# HC Verma ii Solutions for Class 12 Science Physics Chapter 15 - Magnetic Properties Of Matter

HC Verma ii Solutions for Class 12 Science Physics Chapter 15 Magnetic Properties Of Matter are provided here with simple step-by-step explanations. These solutions for Magnetic Properties Of Matter are extremely popular among class 12 Science students for Physics Magnetic Properties Of Matter Solutions come handy for quickly completing your homework and preparing for exams. All questions and answers from the HC Verma ii Book of class 12 Science Physics Chapter 15 are provided here for you for free. You will also love the ad-free experience on Meritnation’s HC Verma ii Solutions. All HC Verma ii Solutions for class 12 Science Physics are prepared by experts and are 100% accurate.

#### Page No 285:

#### Question 1:

A paramagnetic material is placed in a magnetic field. Consider the following statements:

(A) If the magnetic field is increased, the magnetisation is increased.
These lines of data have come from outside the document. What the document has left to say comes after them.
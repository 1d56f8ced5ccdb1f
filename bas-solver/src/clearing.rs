use crate::{
    ClearingError,
    payments::bundle_payment,
    prices::adjust_prices,
    winner::{find_best_allocation, sort_bids},
};
use bas_core::{
    models::{ClearingConfig, ClearingOutcome, ClearingSnapshot, Winner},
    ports::Solver,
};

/// The reference solver: exhaustive subset enumeration with the documented
/// deterministic tie-break.
///
/// The pipeline per run is strictly linear: winner determination, price
/// adjustment, payment computation. The solver reads the snapshot and
/// nothing else; applying the outcome is the caller's decision, via
/// [`ClearingOutcome::instructions`](bas_core::models::ClearingOutcome::instructions)
/// and the store's apply.
#[derive(Debug, Default, Clone, Copy)]
pub struct ExhaustiveSolver;

impl Solver for ExhaustiveSolver {
    type Error = ClearingError;

    fn solve(
        &self,
        snapshot: &ClearingSnapshot,
        config: ClearingConfig,
    ) -> Result<ClearingOutcome, ClearingError> {
        // The store validates bundle references at acceptance time, so a
        // dangling reference here means the snapshot is inconsistent.
        for bid in &snapshot.bids {
            for resource_id in &bid.bundle {
                if !snapshot.resources.contains_key(resource_id) {
                    return Err(ClearingError::UnknownResource {
                        bid: bid.id,
                        resource: *resource_id,
                    });
                }
            }
        }

        tracing::debug!(
            bids = snapshot.bids.len(),
            resources = snapshot.resources.len(),
            "starting clearing run"
        );

        let sorted = sort_bids(&snapshot.bids);
        let (allocation, welfare) = find_best_allocation(&snapshot.resources, &sorted);
        let cleared_prices = adjust_prices(&snapshot.resources, &allocation, config);

        let winners = allocation
            .iter()
            .map(|&bid| Winner {
                payment: bundle_payment(bid, &cleared_prices),
                bid: bid.clone(),
            })
            .collect::<Vec<_>>();

        let rejected = sorted
            .into_iter()
            .filter(|bid| !allocation.iter().any(|winner| winner.id == bid.id))
            .cloned()
            .collect::<Vec<_>>();

        tracing::info!(
            welfare,
            winners = winners.len(),
            rejected = rejected.len(),
            "clearing run complete"
        );

        Ok(ClearingOutcome {
            welfare,
            winners,
            rejected,
            cleared_prices,
        })
    }
}
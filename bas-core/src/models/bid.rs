use super::{BidId, ResourceId};

/// A sealed bundle bid: one price for one unit of every resource listed.
///
/// Bids are immutable once submitted; the only mutation a clearing run may
/// perform is removing a winning bid outright. The bundle must be non-empty
/// and every id in it must reference an existing resource, which the store
/// validates at acceptance time.
#[derive(Debug, Clone, PartialEq, serde::Serialize, serde::Deserialize)]
pub struct Bid {
    /// The store-assigned id for this bid
    pub id: BidId,
    /// The name of the customer who submitted the bid
    pub customer: String,
    /// The all-or-nothing price offered for the whole bundle
    pub price: f64,
    /// The resources demanded, one unit each, in submission order
    pub bundle: Vec<ResourceId>,
}
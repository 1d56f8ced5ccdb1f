use std::hash::Hash;

/// A wrapper around an implementation of a HashMap, defaulting to values of f64.
///
/// Predictable and consistent ordering is important to ensure identical
/// outcomes from repeated clearing runs, so we replace the
/// std::collections::HashMap with indexmap::IndexMap. However, this is an
/// implementation detail, so we wrap it in a newtype, allowing us to replace
/// it at a future date without breaking semver.
#[derive(Debug, Clone, PartialEq, serde::Serialize, serde::Deserialize)]
#[serde(transparent)]
pub struct Map<K: Eq + Hash, V = f64>(indexmap::IndexMap<K, V, rustc_hash::FxBuildHasher>);

impl<K: Eq + Hash, V> Default for Map<K, V> {
    fn default() -> Self {
        Self(indexmap::IndexMap::default())
    }
}

impl<K: Eq + Hash, V> std::ops::Deref for Map<K, V> {
    type Target = indexmap::IndexMap<K, V, rustc_hash::FxBuildHasher>;

    fn deref(&self) -> &Self::Target {
        &self.0
    }
}

impl<K: Eq + Hash, V> std::ops::DerefMut for Map<K, V> {
    fn deref_mut(&mut self) -> &mut Self::Target {
        &mut self.0
    }
}

impl<K: Eq + Hash, V> IntoIterator for Map<K, V> {
    type Item = (K, V);
    type IntoIter = indexmap::map::IntoIter<K, V>;

    fn into_iter(self) -> Self::IntoIter {
        self.0.into_iter()
    }
}

impl<K: Eq + Hash, V> FromIterator<(K, V)> for Map<K, V> {
    fn from_iter<I: IntoIterator<Item = (K, V)>>(iter: I) -> Self {
        Self(indexmap::IndexMap::from_iter(iter))
    }
}
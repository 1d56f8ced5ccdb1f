use super::{ProviderId, ResourceId};

/// A finite-capacity resource offered by a provider.
///
/// Capacity is the number of units still available; it is decremented by one
/// for every (winning bid, bundled resource) pair when a clearing run is
/// applied. The base price is fixed for the duration of a run; the cleared
/// price derived from it is transient and reported on the
/// [`ClearingOutcome`](super::ClearingOutcome), never written back.
#[derive(Debug, Clone, PartialEq, serde::Serialize, serde::Deserialize)]
pub struct Resource {
    /// The store-assigned id for this resource
    pub id: ResourceId,
    /// The provider offering this resource
    pub provider_id: ProviderId,
    /// Human-readable name, used only for display
    pub name: String,
    /// Units currently available. Never negative.
    pub capacity: u32,
    /// The posted price per unit before any clearing adjustment
    pub base_price: f64,
}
(B) If the temperature is increased, the magnetisation is increased.

(a) A and B are true.

(b) A is true but B is false.

(c) B is true but A is false.

(d) A and B are false.

#### Answer:

(b) A is true but B is false.

if the magnetic field is increased, magnetisation of paramagnetic material placed in magnetic field is also increases. Hence, option (a) is correct.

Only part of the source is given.